CET bridges cultural gap, facilitates communication in OAR

The quickly created Cultural Engagement Team is charged with ensuring members of Operation Allies Refuge are aware of Afghan cultural differences and sensitivities.

The team, comprised of U.S. Air Force Public Affairs Officers, Information Operations Officers, U.S. Army Special Forces Soldiers, U.S. Department of State, U.S. Army Task Force 361st Civil Military Operations personnel, American Red Cross, USO and other civilian and U.S. Government partner organizations, ensures respect for Afghan culture is aligned with all aspects of care provided while at Ramstein.

“We want to make sure our Airmen, Soldiers, and volunteers are familiar with and understand the cultural differences.” U.S. Air Force Capt. Shelby Chapman, 86th Airlift Wing Public Affairs, Chief of Mission Partner Support. “We’ve been fighting alongside these people in Afghanistan for the last 20 years against a common enemy. Everyone’s intent here is to be respectful while we support the Afghan evacuees through such a turbulent time in their lives.”

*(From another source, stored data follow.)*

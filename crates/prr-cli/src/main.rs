//! # prr CLI entry point
//!
//! Parses command-line arguments, loads the network snapshot and dispatches
//! to subcommand handlers.

use std::path::PathBuf;
use std::process::ExitCode;

use anyhow::Context;
use clap::{Parser, Subcommand};
use tracing_subscriber::EnvFilter;

use prr_cli::client::{run_client, ClientArgs};
use prr_cli::import::{run_import, ImportArgs};
use prr_cli::lookup::{run_lookup, LookupArgs};
use prr_cli::store::Store;
use prr_cli::terminal::{run_terminal, TerminalArgs};
use prr_core::NetworkConfig;

/// PRR network CLI.
///
/// Registers clients and terminals, places texts, voice and video calls,
/// takes payments and answers lookups over a persisted network.
#[derive(Parser, Debug)]
#[command(name = "prr", version, about, long_about = None)]
struct Cli {
    /// Enable verbose output. Repeat for more verbosity (-v, -vv, -vvv).
    #[arg(short, long, action = clap::ArgAction::Count, global = true)]
    verbose: u8,

    /// Emit logs as JSON lines.
    #[arg(long, global = true)]
    json_logs: bool,

    /// Network snapshot file.
    #[arg(long, global = true, env = "PRR_STATE", default_value = "network.json")]
    state: PathBuf,

    #[command(subcommand)]
    command: Commands,
}

#[derive(Subcommand, Debug)]
enum Commands {
    /// Client registration, notifications and accounts.
    Client(ClientArgs),

    /// Terminal registration, communications, payments, friends and status.
    Terminal(TerminalArgs),

    /// Listings and network-wide totals.
    Lookup(LookupArgs),

    /// Populate the network from a text file.
    Import(ImportArgs),

    /// Write the snapshot to another path.
    SaveAs {
        /// Destination file.
        #[arg(value_name = "FILE")]
        path: PathBuf,
    },
}

fn main() -> ExitCode {
    let cli = Cli::parse();

    let filter = match cli.verbose {
        0 => EnvFilter::new("warn"),
        1 => EnvFilter::new("info"),
        2 => EnvFilter::new("debug"),
        _ => EnvFilter::new("trace"),
    };

    if cli.json_logs {
        tracing_subscriber::fmt()
            .json()
            .with_env_filter(filter)
            .with_target(false)
            .init();
    } else {
        tracing_subscriber::fmt()
            .with_env_filter(filter)
            .with_target(false)
            .init();
    }

    match run(cli) {
        Ok(code) => ExitCode::from(code),
        Err(e) => {
            tracing::error!("{e:#}");
            ExitCode::from(1)
        }
    }
}

fn run(cli: Cli) -> anyhow::Result<u8> {
    let config = NetworkConfig::from_env().context("invalid network configuration")?;
    let mut store = Store::new(cli.state, config);
    tracing::debug!(state = %store.path().display(), "prr CLI starting");
    let mut network = store.load()?;

    // Failed commands may have applied part of their work (imports stop at
    // the first bad line), so the snapshot is written either way.
    let result = match cli.command {
        Commands::Client(args) => run_client(&args, &mut network),
        Commands::Terminal(args) => run_terminal(&args, &mut network),
        Commands::Lookup(args) => run_lookup(&args, &network),
        Commands::Import(args) => run_import(&args, &mut network),
        Commands::SaveAs { path } => {
            store.save_as(&mut network, &path)?;
            println!("OK: saved to {}", path.display());
            Ok(0)
        }
    };
    store.save(&mut network)?;
    result
}

#[cfg(test)]
mod tests {
    use super::*;

    #[test]
    fn cli_parse_terminal_register() {
        let cli = Cli::try_parse_from([
            "prr", "terminal", "register", "--type", "BASIC", "--id", "111111", "--owner", "ana",
        ])
        .unwrap();
        assert!(matches!(cli.command, Commands::Terminal(_)));
    }

    #[test]
    fn cli_parse_global_flags_after_subcommand() {
        let cli = Cli::try_parse_from([
            "prr", "lookup", "clients", "-vv", "--state", "/tmp/net.json",
        ])
        .unwrap();
        assert_eq!(cli.verbose, 2);
        assert_eq!(cli.state, PathBuf::from("/tmp/net.json"));
    }

    #[test]
    fn cli_parse_delivery_value() {
        assert!(Cli::try_parse_from(["prr", "client", "delivery", "ana", "trace"]).is_ok());
        assert!(Cli::try_parse_from(["prr", "client", "delivery", "ana", "pigeon"]).is_err());
    }

    #[test]
    fn cli_rejects_missing_subcommand() {
        assert!(Cli::try_parse_from(["prr"]).is_err());
    }

    #[test]
    fn run_persists_between_invocations() {
        let dir = tempfile::tempdir().unwrap();
        let state = dir.path().join("net.json");
        let state = state.to_str().unwrap();
        let invoke = |args: &[&str]| {
            let mut argv = vec!["prr", "--state", state];
            argv.extend_from_slice(args);
            run(Cli::try_parse_from(argv).unwrap())
        };

        assert_eq!(invoke(&["client", "register", "--id", "ana", "--name", "Ana", "--tax-id", "1"]).unwrap(), 0);
        assert_eq!(invoke(&["terminal", "register", "--type", "FANCY", "--id", "111111", "--owner", "ana"]).unwrap(), 0);
        assert_eq!(invoke(&["terminal", "register", "--type", "BASIC", "--id", "222222", "--owner", "ana"]).unwrap(), 0);
        assert_eq!(invoke(&["terminal", "sms", "111111", "222222", "hello"]).unwrap(), 0);

        let store = Store::new(dir.path().join("net.json"), NetworkConfig::default());
        let network = store.load().unwrap();
        assert_eq!(network.communications().count(), 1);
        assert_eq!(network.client("ana").unwrap().debts(), 10.0);
    }
}
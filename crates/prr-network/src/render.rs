//! # Report Rendering
//!
//! One pipe-separated line per entity. Entities know nothing about how they
//! are printed; [`Report`] wraps a borrowed entity and its `Display` impl
//! does the formatting.
//!
//! | Entity        | Line                                                      |
//! |---------------|-----------------------------------------------------------|
//! | Client        | `CLIENT\|id\|name\|taxId\|TIER\|YES/NO\|terminals\|payments\|debts` |
//! | Terminal      | `TYPE\|id\|owner\|STATUS\|payments\|debts[\|friend,friend]` |
//! | Communication | `KIND\|id\|sender\|receiver\|units\|price\|ONGOING/FINISHED` |
//! | Notification  | `O2I\|terminal`                                           |
//!
//! Money is rounded to the nearest integer.

use std::fmt;

use prr_state::{Communication, Notification};

use crate::client::Client;
use crate::terminal::Terminal;

/// A borrowed entity ready to be printed as a report line.
#[derive(Debug, Clone, Copy)]
pub enum Report<'a> {
    /// A client line.
    Client(&'a Client),
    /// A terminal line.
    Terminal(&'a Terminal),
    /// A communication line.
    Communication(&'a Communication),
    /// A notification line.
    Notification(&'a Notification),
}

fn money(value: f64) -> i64 {
    value.round() as i64
}

fn yes_no(flag: bool) -> &'static str {
    if flag {
        "YES"
    } else {
        "NO"
    }
}

impl fmt::Display for Report<'_> {
    fn fmt(&self, f: &mut fmt::Formatter<'_>) -> fmt::Result {
        match self {
            Report::Client(c) => write!(
                f,
                "CLIENT|{}|{}|{}|{}|{}|{}|{}|{}",
                c.id(),
                c.name(),
                c.tax_id(),
                c.tier_kind(),
                yes_no(c.notifications_enabled()),
                c.terminals().len(),
                money(c.payments()),
                money(c.debts()),
            ),
            Report::Terminal(t) => {
                write!(
                    f,
                    "{}|{}|{}|{}|{}|{}",
                    t.kind(),
                    t.id(),
                    t.owner(),
                    t.status(),
                    money(t.ledger().payments()),
                    money(t.ledger().debts()),
                )?;
                if !t.friends().is_empty() {
                    let friends: Vec<&str> = t.friends().iter().map(|id| id.as_str()).collect();
                    write!(f, "|{}", friends.join(","))?;
                }
                Ok(())
            }
            Report::Communication(c) => write!(
                f,
                "{}|{}|{}|{}|{}|{}|{}",
                c.kind(),
                c.id(),
                c.sender(),
                c.receiver(),
                c.units(),
                money(c.price()),
                if c.is_ongoing() { "ONGOING" } else { "FINISHED" },
            ),
            Report::Notification(n) => write!(f, "{}|{}", n.kind, n.terminal),
        }
    }
}

#[cfg(test)]
mod tests {
    use super::*;
    use prr_core::{ClientId, CommunicationId, TaxId, TerminalId};
    use prr_state::NotificationKind;

    use crate::terminal::TerminalKind;

    fn tid(s: &str) -> TerminalId {
        TerminalId::new(s).unwrap()
    }

    #[test]
    fn client_line() {
        let c = Client::new(ClientId::new("ana").unwrap(), "Ana Lima", TaxId(123456789));
        assert_eq!(
            Report::Client(&c).to_string(),
            "CLIENT|ana|Ana Lima|123456789|NORMAL|YES|0|0|0"
        );
    }

    #[test]
    fn terminal_line_lists_friends_only_when_present() {
        let mut t = Terminal::new(tid("111111"), TerminalKind::Fancy, ClientId::new("ana").unwrap());
        assert_eq!(Report::Terminal(&t).to_string(), "FANCY|111111|ana|IDLE|0|0");
        t.add_friend(tid("333333")).unwrap();
        t.add_friend(tid("222222")).unwrap();
        t.apply(-12.6);
        assert_eq!(
            Report::Terminal(&t).to_string(),
            "FANCY|111111|ana|IDLE|0|13|222222,333333"
        );
    }

    #[test]
    fn communication_lines() {
        let text = Communication::text(
            CommunicationId::new(4),
            tid("111111"),
            tid("222222"),
            "hello".to_string(),
            |_, _| 10.0,
        );
        assert_eq!(Report::Communication(&text).to_string(), "TEXT|4|111111|222222|5|10|FINISHED");

        let call = Communication::voice(CommunicationId::new(5), tid("111111"), tid("222222"));
        assert_eq!(Report::Communication(&call).to_string(), "VOICE|5|111111|222222|0|0|ONGOING");
    }

    #[test]
    fn notification_line() {
        let n = Notification {
            kind: NotificationKind::BusyToIdle,
            terminal: tid("222222"),
        };
        assert_eq!(Report::Notification(&n).to_string(), "B2I|222222");
    }
}
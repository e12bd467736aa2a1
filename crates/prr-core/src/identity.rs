//! # Identity Newtypes
//!
//! Key newtypes for the entities held by a network. Each key is a distinct
//! type. You cannot pass a [`ClientId`] where a [`TerminalId`] is expected.
//!
//! ## Validation
//!
//! - [`TerminalId`] is exactly six ASCII digits.
//! - [`ClientId`] is any non-empty string without the `|` field separator.
//! - [`CommunicationId`] is assigned by the network and is always valid.

use serde::{Deserialize, Serialize};

use crate::error::ValidationError;

/// Number of digits in a terminal key.
pub const TERMINAL_KEY_LENGTH: usize = 6;

// ---------------------------------------------------------------------------
// Client keys
// ---------------------------------------------------------------------------

/// Key of a registered client.
#[derive(Debug, Clone, PartialEq, Eq, Hash, PartialOrd, Ord, Serialize, Deserialize)]
#[serde(try_from = "String", into = "String")]
pub struct ClientId(String);

impl ClientId {
    /// Create a client key, rejecting empty keys and keys containing `|`.
    ///
    /// # Errors
    ///
    /// Returns [`ValidationError::InvalidClientKey`] on a malformed key.
    pub fn new(value: impl Into<String>) -> Result<Self, ValidationError> {
        let s = value.into();
        if s.trim().is_empty() || s.contains('|') {
            return Err(ValidationError::InvalidClientKey(s));
        }
        Ok(Self(s))
    }

    /// Access the key as a string slice.
    pub fn as_str(&self) -> &str {
        &self.0
    }
}

impl TryFrom<String> for ClientId {
    type Error = ValidationError;

    fn try_from(value: String) -> Result<Self, Self::Error> {
        Self::new(value)
    }
}

impl From<ClientId> for String {
    fn from(id: ClientId) -> Self {
        id.0
    }
}

impl std::fmt::Display for ClientId {
    fn fmt(&self, f: &mut std::fmt::Formatter<'_>) -> std::fmt::Result {
        f.write_str(&self.0)
    }
}

// ---------------------------------------------------------------------------
// Terminal keys
// ---------------------------------------------------------------------------

/// Key of a registered terminal: exactly six ASCII digits.
///
/// Ordering is lexicographic, which for fixed-width digit strings is also
/// numeric order.
#[derive(Debug, Clone, PartialEq, Eq, Hash, PartialOrd, Ord, Serialize, Deserialize)]
#[serde(try_from = "String", into = "String")]
pub struct TerminalId(String);

impl TerminalId {
    /// Create a terminal key, validating its format.
    ///
    /// # Errors
    ///
    /// Returns [`ValidationError::InvalidTerminalKey`] if the key is not
    /// exactly six ASCII digits.
    pub fn new(value: impl Into<String>) -> Result<Self, ValidationError> {
        let s = value.into();
        if s.len() != TERMINAL_KEY_LENGTH || !s.bytes().all(|b| b.is_ascii_digit()) {
            return Err(ValidationError::InvalidTerminalKey(s));
        }
        Ok(Self(s))
    }

    /// Access the key as a string slice.
    pub fn as_str(&self) -> &str {
        &self.0
    }
}

impl TryFrom<String> for TerminalId {
    type Error = ValidationError;

    fn try_from(value: String) -> Result<Self, Self::Error> {
        Self::new(value)
    }
}

impl From<TerminalId> for String {
    fn from(id: TerminalId) -> Self {
        id.0
    }
}

impl std::fmt::Display for TerminalId {
    fn fmt(&self, f: &mut std::fmt::Formatter<'_>) -> std::fmt::Result {
        f.write_str(&self.0)
    }
}

// ---------------------------------------------------------------------------
// Network-assigned keys
// ---------------------------------------------------------------------------

/// Key of a communication, assigned monotonically by the network starting
/// at 1.
#[derive(
    Debug, Clone, Copy, PartialEq, Eq, Hash, PartialOrd, Ord, Serialize, Deserialize,
)]
#[serde(transparent)]
pub struct CommunicationId(u32);

impl CommunicationId {
    /// The first id handed out by a fresh network.
    pub const FIRST: CommunicationId = CommunicationId(1);

    /// Wrap a raw id.
    pub fn new(value: u32) -> Self {
        Self(value)
    }

    /// The raw numeric id.
    pub fn value(&self) -> u32 {
        self.0
    }

    /// The id that follows this one.
    pub fn next(&self) -> Self {
        Self(self.0.saturating_add(1))
    }
}

impl std::fmt::Display for CommunicationId {
    fn fmt(&self, f: &mut std::fmt::Formatter<'_>) -> std::fmt::Result {
        write!(f, "{}", self.0)
    }
}

/// A client's tax identification number.
#[derive(Debug, Clone, Copy, PartialEq, Eq, Hash, Serialize, Deserialize)]
#[serde(transparent)]
pub struct TaxId(pub u32);

impl std::fmt::Display for TaxId {
    fn fmt(&self, f: &mut std::fmt::Formatter<'_>) -> std::fmt::Result {
        write!(f, "{}", self.0)
    }
}

#[cfg(test)]
mod tests {
    use super::*;

    #[test]
    fn terminal_key_accepts_six_digits() {
        let id = TerminalId::new("123456").unwrap();
        assert_eq!(id.as_str(), "123456");
        assert_eq!(id.to_string(), "123456");
    }

    #[test]
    fn terminal_key_rejects_wrong_length() {
        assert!(TerminalId::new("12345").is_err());
        assert!(TerminalId::new("1234567").is_err());
        assert!(TerminalId::new("").is_err());
    }

    #[test]
    fn terminal_key_rejects_non_digits() {
        let err = TerminalId::new("12a456").unwrap_err();
        assert!(matches!(err, ValidationError::InvalidTerminalKey(ref k) if k == "12a456"));
        // Six bytes but not six digits.
        assert!(TerminalId::new("١٢٣").is_err());
    }

    #[test]
    fn terminal_keys_order_numerically() {
        let a = TerminalId::new("000010").unwrap();
        let b = TerminalId::new("000100").unwrap();
        assert!(a < b);
    }

    #[test]
    fn client_key_rejects_empty_and_separator() {
        assert!(ClientId::new("").is_err());
        assert!(ClientId::new("   ").is_err());
        assert!(ClientId::new("a|b").is_err());
        assert_eq!(ClientId::new("alice").unwrap().as_str(), "alice");
    }

    #[test]
    fn communication_ids_advance() {
        let first = CommunicationId::FIRST;
        assert_eq!(first.value(), 1);
        assert_eq!(first.next().value(), 2);
        assert!(first < first.next());
    }

    #[test]
    fn terminal_key_deserialization_validates() {
        let ok: TerminalId = serde_json::from_str("\"654321\"").unwrap();
        assert_eq!(ok.as_str(), "654321");
        let bad: Result<TerminalId, _> = serde_json::from_str("\"65a321\"");
        assert!(bad.is_err());
    }

    #[test]
    fn client_key_serializes_as_plain_string() {
        let id = ClientId::new("bob").unwrap();
        assert_eq!(serde_json::to_string(&id).unwrap(), "\"bob\"");
    }
}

Chapman, currently acting as the CET director of operations, explained the team uses a variety of methods to facilitate communication with the evacuees to provide understanding of their current situation and what to expect while housed at Ramstein.

“Transparency through communication was what the Afghan residents of OAR were craving and the CET continues to push honest, open, transparent dialogue,” said Maj. Keavy Rake, 48th Fighter Wing, Chief of Public Affairs from Royal Air Force Lakenheath, England.

Since the team’s creation Aug. 25, they shifted the viewpoint of OAR being a military operation to that of a humanitarian one. The team worked alongside OAR leadership to refocus internal communication efforts by elevating the importance of the human element within the professional airlift mission.

“Right now, the evacuees who transit here don’t really have a large sense of control over their lives because they don’t understand what’s happening,” Chapman said. “By refocusing our efforts on them as individuals, we’re able to acknowledge the cultural differences in order to facilitate communication successfully.”